Anyone who gets on their bike as a professional cyclist lives dangerously. A banal statement, sad but true. A selection of fatalities.
Even if nothing happens: It gives you the shivers every time the professional cyclists sprint handlebar to handlebar, race towards an obstacle in a pack or shoot down into the valley on their thin tires at speeds of up to 100 km/h. Often everything goes well, but time and again athletes pay the highest possible price for their passion for cycling.
Two talented cyclists, Muriel Furrer and Gino Mäder, died within 15 months of each other. Prior to this, Switzerland had been spared bad news for a decade. Before Mäder, Felix Baur was the last Swiss professional cyclist to die while practicing his sport. The young Swiss hopeful had a serious accident at a training camp in Alicante, Spain, and fell into a coma. After returning to Switzerland, the Zurich native succumbed to his severe head injuries in Winterthur Hospital at the age of just 21.
Almost three months ago, 25-year-old André Drege died. The Norwegian crashed on the descent from the Grossglockner during the Tour of Austria and succumbed to his injuries at the scene of the accident.
Two training accidents
Davide Rebellin also died at the scene of the accident. The Italian had survived his career unscathed, but after retiring in 2022 at the age of 51, he was run over by a truck on a ride in his home country. Something similar happened to Michele Scarponi, the winner of the 2011 Giro d'Italia. In 2017, he collided head-on with a van during training in his home town of Filottrano.
Rebellin had won 61 professional victories, while his compatriot Fabio Casartelli would probably have achieved just as many. The 1992 Barcelona Olympic champion crashed on a descent in the Pyrenees during the 1995 Tour de France and crashed into the concrete road barrier. He succumbed to his head injuries, partly because helmets were not yet compulsory at the time.
Tragic years for Belgium
Belgium experienced tragic years between 2014 and 2019. Kristof Goddaert was killed in a training accident in 2014. The 27-year-old fell on streetcar tracks and was run over by a bus.
In 2016, two Belgian drivers lost their lives within the space of a few hours. 25-year-old Antoine Demoitié was run over by a motorcycle after a fall at Ghent-Wevelgem and died in hospital the following night, while Daan Myngheer suffered a cardiac arrest at the age of 22 at the Critérium International in Corsica.
Michael Goolaerts also suffered a cardiac arrest during the 2018 Paris-Roubaix classic.
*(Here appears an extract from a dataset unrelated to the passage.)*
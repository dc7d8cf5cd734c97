mod render_layer;
pub mod systems;

pub use render_layer::*;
And Bjorg Lambrecht crashed into a concrete pillar at the side of the road in the Tour of Poland in 2019.
Helmets are compulsory
There have been several other deaths in the cycling scene due to heart failure. However, the death of Andrei Kivilyov from Kazakhstan in 2003 was due to an accident: he crashed on the second stage of the Paris-Nice stage race and suffered fatal head injuries. Helmets were then made compulsory for professionals.
Nevertheless, the Belgian Wouter Weylandt paid for his participation in the Giro d'Italia with his life in 2011. The professional cyclist succumbed to his head injuries after a crash.